Activity - Every line of the data below should be printed exactly.

The input -
▽
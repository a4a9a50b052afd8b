// SPDX-FileCopyrightText: 2025 Hyperpolymath
// SPDX-License-Identifier: PMPL-1.0-or-later

//! Source page verification and excerpt extraction.
//!
//! The source page is fetched under the bounded client, checked for the
//! literal target URI, and reduced to a short plain-text window around the
//! link. Markup stripping is pattern based and deliberately crude.

use crate::client::BoundedClient;
use crate::config::ExcerptConfig;
use crate::error::{Error, Result};
use crate::fault::FaultCode;
use crate::validator::PingbackRequest;
use lazy_static::lazy_static;
use regex::Regex;
use tracing::{debug, info};
use url::Url;

/// Private marker placed around the link text.
const MARK: &str = "##";

lazy_static! {
    static ref TITLE: Regex = Regex::new(r"(?i)<title>([^<]+)</title>").unwrap(/* known good */);
    static ref MARKUP: Regex = Regex::new(r"<[^>]+>|&[^\s]+;").unwrap(/* known good */);
    static ref WHITESPACE: Regex = Regex::new(r"\s+").unwrap(/* known good */);
}

/// Title and excerpt of a verified source page.
#[derive(Debug, Clone, PartialEq, Eq)]
pub struct Verified {
    pub title: String,
    pub excerpt: String,
}

/// Pure title/excerpt extraction over an already fetched page.
#[derive(Debug, Clone)]
pub struct ExcerptExtractor {
    config: ExcerptConfig,
    window: Regex,
}

impl ExcerptExtractor {
    pub fn new(config: ExcerptConfig) -> Result<Self> {
        let n = config.context_words;
        let window = Regex::new(&format!(
            r"((?:\S+\s+){{0,{n}}}){MARK}([\s\S]+?){MARK}((?:\s+\S+){{0,{n}}})"
        ))
        .map_err(|e| Error::Config(format!("excerpt window: {e}")))?;
        Ok(Self { config, window })
    }

    /// Page title, or the source hostname when missing or too long.
    pub fn title(&self, body: &str, source: &Url) -> String {
        TITLE
            .captures(body)
            .map(|caps| caps[1].trim().to_string())
            .filter(|t| !t.is_empty() && t.chars().count() <= self.config.max_title_chars)
            .unwrap_or_else(|| source.host_str().unwrap_or_default().to_string())
    }

    /// Plain-text window of words around the anchor that links to `target`.
    pub fn excerpt(&self, body: &str, target: &Url) -> std::result::Result<String, FaultCode> {
        let href = target.as_str();
        if !body.contains(href) {
            return Err(FaultCode::NoLinkToTarget);
        }

        let anchor = Regex::new(&format!(
            r"(?i)<a[^>]+{}[^>]+>([\s\S]+?)</a>",
            regex::escape(href)
        ))
        .map_err(|_| FaultCode::NoLinkToTarget)?;

        let text = body.replace(MARK, "");
        let text = anchor.replace_all(&text, format!("{MARK}${{1}}{MARK}").as_str());
        let text = MARKUP.replace_all(&text, "");

        let caps = self.window.captures(&text).ok_or(FaultCode::NoLinkToTarget)?;
        let joined = [&caps[1], &caps[2], &caps[3]].join(" ");
        let collapsed = WHITESPACE.replace_all(&joined, " ");
        let truncated: String = collapsed.chars().take(self.config.max_excerpt_chars).collect();
        Ok(truncated.trim().to_string())
    }

    /// Title, link check and excerpt in one pass.
    pub fn extract(
        &self,
        body: &str,
        source: &Url,
        target: &Url,
    ) -> std::result::Result<Verified, FaultCode> {
        let title = self.title(body, source);
        let excerpt = self.excerpt(body, target)?;
        Ok(Verified { title, excerpt })
    }
}

/// Fetches a source page and confirms it links to the target.
#[derive(Clone)]
pub struct ExcerptVerifier {
    client: BoundedClient,
    extractor: ExcerptExtractor,
}

impl ExcerptVerifier {
    pub fn new(client: BoundedClient, extractor: ExcerptExtractor) -> Self {
        Self { client, extractor }
    }

    /// Verify `req`, returning the page title and excerpt or the fault to send.
    pub async fn verify(&self, req: &PingbackRequest) -> std::result::Result<Verified, FaultCode> {
        let page = match self.client.get(&req.source).await {
            Ok(page) if page.status.is_success() && !page.body.is_empty() => page,
            Ok(page) => {
                info!(source = %req.source, status = page.status.as_u16(), "Source returned nothing usable");
                return Err(FaultCode::SourceDoesNotExist);
            }
            Err(e) => {
                info!(source = %req.source, error = %e, "Source fetch failed");
                return Err(FaultCode::SourceDoesNotExist);
            }
        };

        let verified = self.extractor.extract(&page.body, &req.source, &req.target)?;
        debug!(
            source = %req.source,
            title = %verified.title,
            excerpt_chars = verified.excerpt.chars().count(),
            "Source verified"
        );
        Ok(verified)
    }
}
△
Problem solution -
repository a4a9a50b052afd8b
// SPDX-FileCopyrightText: 2025 Hyperpolymath
// SPDX-License-Identifier: PMPL-1.0-or-later

//! Source page verification and excerpt extraction.
//!
//! The source page is fetched under the bounded client, checked for the
//! literal target URI, and reduced to a short plain-text window around the
//! link. Markup stripping is pattern based and deliberately crude.

use crate::client::BoundedClient;
use crate::config::ExcerptConfig;
use crate::error::{Error, Result};
use crate::fault::FaultCode;
use crate::validator::PingbackRequest;
use lazy_static::lazy_static;
use regex::Regex;
use tracing::{debug, info};
use url::Url;

/// Private marker placed around the link text.
const MARK: &str = "##";

lazy_static! {
    static ref TITLE: Regex = Regex::new(r"(?i)<title>([^<]+)</title>").unwrap(/* known good */);
    static ref MARKUP: Regex = Regex::new(r"<[^>]+>|&[^\s]+;").unwrap(/* known good */);
    static ref WHITESPACE: Regex = Regex::new(r"\s+").unwrap(/* known good */);
}

/// Title and excerpt of a verified source page.
#[derive(Debug, Clone, PartialEq, Eq)]
pub struct Verified {
    pub title: String,
    pub excerpt: String,
}

/// Pure title/excerpt extraction over an already fetched page.
#[derive(Debug, Clone)]
pub struct ExcerptExtractor {
    config: ExcerptConfig,
    window: Regex,
}

impl ExcerptExtractor {
    pub fn new(config: ExcerptConfig) -> Result<Self> {
        let n = config.context_words;
        let window = Regex::new(&format!(
            r"((?:\S+\s+){{0,{n}}}){MARK}([\s\S]+?){MARK}((?:\s+\S+){{0,{n}}})"
        ))
        .map_err(|e| Error::Config(format!("excerpt window: {e}")))?;
        Ok(Self { config, window })
    }

    /// Page title, or the source hostname when missing or too long.
    pub fn title(&self, body: &str, source: &Url) -> String {
        TITLE
            .captures(body)
            .map(|caps| caps[1].trim().to_string())
            .filter(|t| !t.is_empty() && t.chars().count() <= self.config.max_title_chars)
            .unwrap_or_else(|| source.host_str().unwrap_or_default().to_string())
    }

    /// Plain-text window of words around the anchor that links to `target`.
    pub fn excerpt(&self, body: &str, target: &Url) -> std::result::Result<String, FaultCode> {
        let href = target.as_str();
        if !body.contains(href) {
            return Err(FaultCode::NoLinkToTarget);
        }

        let anchor = Regex::new(&format!(
            r"(?i)<a[^>]+{}[^>]+>([\s\S]+?)</a>",
            regex::escape(href)
        ))
        .map_err(|_| FaultCode::NoLinkToTarget)?;

        let text = body.replace(MARK, "");
        let text = anchor.replace_all(&text, format!("{MARK}${{1}}{MARK}").as_str());
        let text = MARKUP.replace_all(&text, "");

        let caps = self.window.captures(&text).ok_or(FaultCode::NoLinkToTarget)?;
        let joined = [&caps[1], &caps[2], &caps[3]].join(" ");
        let collapsed = WHITESPACE.replace_all(&joined, " ");
        let truncated: String = collapsed.chars().take(self.config.max_excerpt_chars).collect();
        Ok(truncated.trim().to_string())
    }

    /// Title, link check and excerpt in one pass.
    pub fn extract(
        &self,
        body: &str,
        source: &Url,
        target: &Url,
    ) -> std::result::Result<Verified, FaultCode> {
        let title = self.title(body, source);
        let excerpt = self.excerpt(body, target)?;
        Ok(Verified { title, excerpt })
    }
}

/// Fetches a source page and confirms it links to the target.
#[derive(Clone)]
pub struct ExcerptVerifier {
    client: BoundedClient,
    extractor: ExcerptExtractor,
}

impl ExcerptVerifier {
    pub fn new(client: BoundedClient, extractor: ExcerptExtractor) -> Self {
        Self { client, extractor }
    }

    /// Verify `req`, returning the page title and excerpt or the fault to send.
    pub async fn verify(&self, req: &PingbackRequest) -> std::result::Result<Verified, FaultCode> {
        let page = match self.client.get(&req.source).await {
            Ok(page) if page.status.is_success() && !page.body.is_empty() => page,
            Ok(page) => {
                info!(source = %req.source, status = page.status.as_u16(), "Source returned nothing usable");
                return Err(FaultCode::SourceDoesNotExist);
            }
            Err(e) => {
                info!(source = %req.source, error = %e, "Source fetch failed");
                return Err(FaultCode::SourceDoesNotExist);
            }
        };

        let verified = self.extractor.extract(&page.body, &req.source, &req.target)?;
        debug!(
            source = %req.source,
            title = %verified.title,
            excerpt_chars = verified.excerpt.chars().count(),
            "Source verified"
        );
        Ok(verified)
    }
}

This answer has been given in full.